Re: Cinematronics history followup

From: James Hague <jhague_at_dadgum.com>
Date: Wed May 26 1999 - 23:36:38 EDT

Here's a version with better formatting:

Thanks for sending these tidbits on, James! Zonn especially is very
serious about his research. My. God, he owns a Sundance! Credit should go
to Scott for remembering names for me. I really am bad at it and I wrote
him to refresh my memory.

For those who noted the "Space War"/ "Space Wars" difference, you, of
course, are correct. My rule of thumb is "just don't call it Star Wars!"
(I also keep turning that "i before e" rule around.) A fun story about
the cabinet. I never saw Larry's original version, but I do remember the
Cinematronics version was a MONSTER. I heard one distributor joke with
Pierce that when sales finally slowed down "he could sell them to third
world countries as apartment buildings." ;>)

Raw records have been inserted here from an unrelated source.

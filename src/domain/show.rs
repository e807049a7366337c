//! Show records: one artist at one venue at one time.

use chrono::NaiveDateTime;
use serde::{Deserialize, Serialize};
use utoipa::ToSchema;

use super::{ArtistId, ShowId, VenueId};
use crate::error::FyyurError;

/// Timestamp layouts accepted for `start_time`, most specific first.
const START_TIME_FORMATS: &[&str] = &["%Y-%m-%d %H:%M:%S", "%Y-%m-%dT%H:%M:%S", "%Y-%m-%dT%H:%M"];

/// A scheduled appearance of one artist at one venue.
#[derive(Debug, Clone, PartialEq, Eq, Serialize, Deserialize, ToSchema)]
pub struct Show {
    /// Store-assigned identifier.
    pub id: ShowId,
    /// Performing artist.
    pub artist_id: ArtistId,
    /// Hosting venue.
    pub venue_id: VenueId,
    /// Wall-clock start, without a timezone.
    pub start_time: NaiveDateTime,
}

/// Validated show fields for create.
#[derive(Debug, Clone, Copy, PartialEq, Eq)]
pub struct ShowDraft {
    /// Performing artist.
    pub artist_id: ArtistId,
    /// Hosting venue.
    pub venue_id: VenueId,
    /// Wall-clock start.
    pub start_time: NaiveDateTime,
}

impl Show {
    /// Builds a stored show from a draft and its assigned id.
    #[must_use]
    pub const fn from_draft(id: ShowId, draft: ShowDraft) -> Self {
        Self {
            id,
            artist_id: draft.artist_id,
            venue_id: draft.venue_id,
            start_time: draft.start_time,
        }
    }
}

/// Parses a submitted start time in any of the accepted layouts.
///
/// # Errors
///
/// Returns [`FyyurError::ValidationFailure`] when no layout matches.
pub fn parse_start_time(raw: &str) -> Result<NaiveDateTime, FyyurError> {
    let raw = raw.trim();
    let parsed = START_TIME_FORMATS
        .iter()
        .find_map(|fmt| NaiveDateTime::parse_from_str(raw, fmt).ok());
    parsed.ok_or_else(|| {
        let message = format!("start_time `{raw}` is not a valid timestamp");
        FyyurError::invalid(message)
    })
}
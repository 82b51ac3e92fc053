//! The concurrency core: pulls chunks from a base `ReadAt` into the local
//! cache on demand, coordinating concurrent callers so each chunk is
//! fetched at most once.
//!
//! The single-flight map is keyed by chunk index, with each entry holding a
//! `Shared` future the owning task resolves once and every waiter clones
//! and awaits. `Shared` (unlike a bare `tokio::sync::Notify`) makes this
//! race-free regardless of when a waiter joins relative to completion: a
//! clone taken after the fetch has already resolved yields the cached
//! result immediately rather than waiting on a notification that already
//! fired. The map's mutex is held only for the short critical section that
//! decides ownership, not across the fetch itself.

use std::collections::HashMap;
use std::future::Future;
use std::pin::Pin;
use std::sync::Arc;

use futures::future::{join_all, FutureExt, Shared};
use log::{debug, error, trace};
use tokio::sync::{oneshot, Mutex, Semaphore};
use tokio_util::sync::CancellationToken;

use crate::error::{BlockDeviceError, Result};
use crate::range::{chunk_len, chunk_range};
use crate::read_at::{ReadAt, WriteAt};

/// A chunk fetch's outcome, broadcast to every waiter exactly once.
type FetchSignal = Shared<Pin<Box<dyn Future<Output = Result<()>> + Send>>>;

fn new_fetch_signal() -> (oneshot::Sender<Result<()>>, FetchSignal) {
    let (tx, rx) = oneshot::channel();
    let fut: Pin<Box<dyn Future<Output = Result<()>> + Send>> = Box::pin(async move {
        match rx.await {
            Ok(result) => result,
            // Sender dropped without sending, e.g. the owning task panicked;
            // waiters must still be unblocked.
            Err(_) => Err(BlockDeviceError::Cancelled),
        }
    });
    (tx, fut.shared())
}

pub struct Chunker<C> {
    base: Arc<dyn ReadAt>,
    cache: Arc<C>,
    chunk_size: u64,
    size: u64,
    in_progress: Mutex<HashMap<u64, FetchSignal>>,
    fetch_sem: Semaphore,
    prefetch_sem: Semaphore,
    cancel: CancellationToken,
}

impl<C> Chunker<C>
where
    C: ReadAt + WriteAt + Send + Sync + 'static,
{
    pub fn new(
        base: Arc<dyn ReadAt>,
        cache: Arc<C>,
        chunk_size: u64,
        size: u64,
        fetch_permits: usize,
        prefetch_permits: usize,
        cancel: CancellationToken,
    ) -> Self {
        Self {
            base,
            cache,
            chunk_size,
            size,
            in_progress: Mutex::new(HashMap::new()),
            fetch_sem: Semaphore::new(fetch_permits),
            prefetch_sem: Semaphore::new(prefetch_permits),
            cancel,
        }
    }

    pub fn close(&self) {
        self.cancel.cancel();
    }

    /// Ensure every chunk in `chunk_ids` is cache-resident, fetching
    /// whichever ones nobody else is already fetching.
    pub async fn ensure_chunks(&self, chunk_ids: &[u64], prefetch: bool) -> Result<()> {
        let mut owned = Vec::new();
        let mut waiting = Vec::new();

        {
            let mut map = self.in_progress.lock().await;
            for &c in chunk_ids {
                if let Some(existing) = map.get(&c) {
                    trace!("chunker: chunk {} joining in-flight fetch", c);
                    waiting.push(existing.clone());
                } else {
                    trace!("chunker: chunk {} owned, scheduling fetch (prefetch={})", c, prefetch);
                    let (tx, signal) = new_fetch_signal();
                    map.insert(c, signal.clone());
                    owned.push((c, tx));
                    waiting.push(signal);
                }
            }
        }
        debug!(
            "chunker: ensure_chunks {} ids, {} owned, {} joined",
            chunk_ids.len(),
            owned.len(),
            chunk_ids.len() - owned.len()
        );

        // Kick off every newly-owned fetch concurrently (bounded by the
        // fetch/prefetch semaphores, not by this loop) rather than awaiting
        // them one at a time; a multi-chunk read must not serialize fetches
        // that could otherwise run in parallel.
        join_all(owned.into_iter().map(|(c, tx)| self.fetch_one(c, prefetch, tx))).await;

        let mut first_err = None;
        for signal in waiting {
            if let Err(err) = signal.await {
                debug!("chunker: chunk completed with error: {}", err);
                if first_err.is_none() {
                    first_err = Some(err);
                }
            }
        }

        match first_err {
            Some(err) => Err(err),
            None => Ok(()),
        }
    }

    async fn fetch_one(&self, c: u64, prefetch: bool, tx: oneshot::Sender<Result<()>>) {
        let sem = if prefetch {
            &self.prefetch_sem
        } else {
            &self.fetch_sem
        };

        let permit = tokio::select! {
            res = sem.acquire() => match res {
                Ok(permit) => Some(permit),
                Err(_) => None, // semaphore closed, treat as cancelled
            },
            _ = self.cancel.cancelled() => None,
        };

        let result = match permit {
            None => Err(BlockDeviceError::Cancelled),
            Some(_permit) => {
                if self.cancel.is_cancelled() {
                    Err(BlockDeviceError::Cancelled)
                } else {
                    self.do_fetch(c).await
                }
            }
        };

        self.finish(c, result, tx).await;
    }

    async fn do_fetch(&self, c: u64) -> Result<()> {
        let expected = chunk_len(c, self.size, self.chunk_size);
        if expected == 0 {
            return Ok(());
        }
        let off = c * self.chunk_size;
        let mut buf = vec![0u8; expected as usize];
        let n = self.base.read_at(&mut buf, off).await?;
        if n as u64 != expected {
            error!(
                "chunker: chunk {} short read from base, expected {} got {}",
                c, expected, n
            );
            return Err(BlockDeviceError::Io(std::io::Error::new(
                std::io::ErrorKind::UnexpectedEof,
                format!("short chunk fetch for chunk {}: expected {} bytes, got {}", c, expected, n),
            )));
        }
        self.cache.write_at(&buf[..n], off).await?;
        Ok(())
    }

    async fn finish(&self, c: u64, result: Result<()>, tx: oneshot::Sender<Result<()>>) {
        // Remove the entry before broadcasting so a subsequent
        // `ensure_chunks` call for the same chunk after an error starts a
        // fresh fetch rather than joining this (already-resolved, and
        // therefore forever-errored) signal. Waiters already holding a
        // clone of the signal are unaffected by the removal.
        {
            let mut map = self.in_progress.lock().await;
            map.remove(&c);
        }
        let _ = tx.send(result);
    }

    fn chunk_ids_for(&self, off: u64, len: u64) -> Vec<u64> {
        let (start, end) = chunk_range(off, len, self.chunk_size);
        (start..end).collect()
    }
}

impl<C> ReadAt for Chunker<C>
where
    C: ReadAt + WriteAt + Send + Sync + 'static,
{
    fn read_at<'a>(
        &'a self,
        buf: &'a mut [u8],
        off: u64,
    ) -> Pin<Box<dyn Future<Output = Result<usize>> + Send + 'a>> {
        Box::pin(async move {
            if buf.is_empty() {
                let ids = self.chunk_ids_for(off, 0);
                self.ensure_chunks(&ids, true).await?;
                return Ok(0);
            }

            match self.cache.read_at(buf, off).await {
                Ok(n) => Ok(n),
                Err(BlockDeviceError::BytesNotAvailable) => {
                    let ids = self.chunk_ids_for(off, buf.len() as u64);
                    self.ensure_chunks(&ids, false).await?;
                    self.cache.read_at(buf, off).await
                }
                Err(err) => Err(err),
            }
        })
    }

    fn size(&self) -> u64 {
        self.size
    }
}
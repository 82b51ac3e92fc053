//! The shared async `ReadAt`/`WriteAt` surface every layer of the stack
//! implements: a boxed-future trait object rather than an `async fn` in
//! the trait, so these traits stay object-safe and usable behind `Arc<dyn
//! ReadAt>`.

use std::future::Future;
use std::pin::Pin;

use crate::error::Result;

/// A source of bytes addressable by absolute offset.
///
/// Implementors are not required to fill `buf` completely; returning fewer
/// bytes than requested is only valid at EOF (or, for the cache layer,
/// never; it returns `BytesNotAvailable` instead of a short read).
pub trait ReadAt: Send + Sync {
    fn read_at<'a>(
        &'a self,
        buf: &'a mut [u8],
        off: u64,
    ) -> Pin<Box<dyn Future<Output = Result<usize>> + Send + 'a>>;

    fn size(&self) -> u64;
}

/// A sink for bytes addressable by absolute offset.
pub trait WriteAt: Send + Sync {
    fn write_at<'a>(
        &'a self,
        buf: &'a [u8],
        off: u64,
    ) -> Pin<Box<dyn Future<Output = Result<usize>> + Send + 'a>>;
}

impl ReadAt for std::sync::Arc<dyn ReadAt> {
    fn read_at<'a>(
        &'a self,
        buf: &'a mut [u8],
        off: u64,
    ) -> Pin<Box<dyn Future<Output = Result<usize>> + Send + 'a>> {
        (**self).read_at(buf, off)
    }

    fn size(&self) -> u64 {
        (**self).size()
    }
}

/// Fully fill `buf` from `reader`, looping over short reads until either
/// `buf` is full or EOF is reached.
pub async fn read_at_exact(reader: &dyn ReadAt, buf: &mut [u8], off: u64) -> Result<()> {
    let mut n = 0usize;
    while n < buf.len() {
        let read = reader.read_at(&mut buf[n..], off + n as u64).await?;
        if read == 0 {
            return Err(crate::error::BlockDeviceError::Eof);
        }
        n += read;
    }
    Ok(())
}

Some notes to Zonn, who, I think did an excellent job of interpreting Dan
Sunday's comments. Now that my territorial rage has subsided, I can tell
you that I remember trying to talk Dan out of leaving the business. Of
course he was right to be bitter and I was still deluded, but I was
disappointed that he left. He was a terrific programmer who managed to do
true 3D calculations with shift loops. (Multiplication is easy, division
is a bitch.)

As for Sundance, I can never remember the size of the grid because the
original design was 4x4. (and horizontal.) In high school my friends and
I would play 4x4 and 4x4x4 tic-tac-toe to make it interesting. I really
should remember that I would have had to change it given the limitations
on line count. Side note on this. I have video tape of a 4D version of
tic-tac-toe I programmed on the Poly 88, the machine that got me
designing games. The fourth dimension came from the fact that you could
score a line though past moves. Very complicated, very buggy.

BTW, while I did sketches for the cabinet artwork that the artists
referenced, (not all artists like this but Frank and Rick demanded it)
Sundance is the only game I did the art for myself. Yes, it is pretty
funky. ;>)

It's been fun running through this stuff, and I haven't even told anyone
the really good stories. (Okay, James knows one about Tailgunner.) The
giant list is so much fun because those stories are the ones everybody
remembers because they've been told over and over again.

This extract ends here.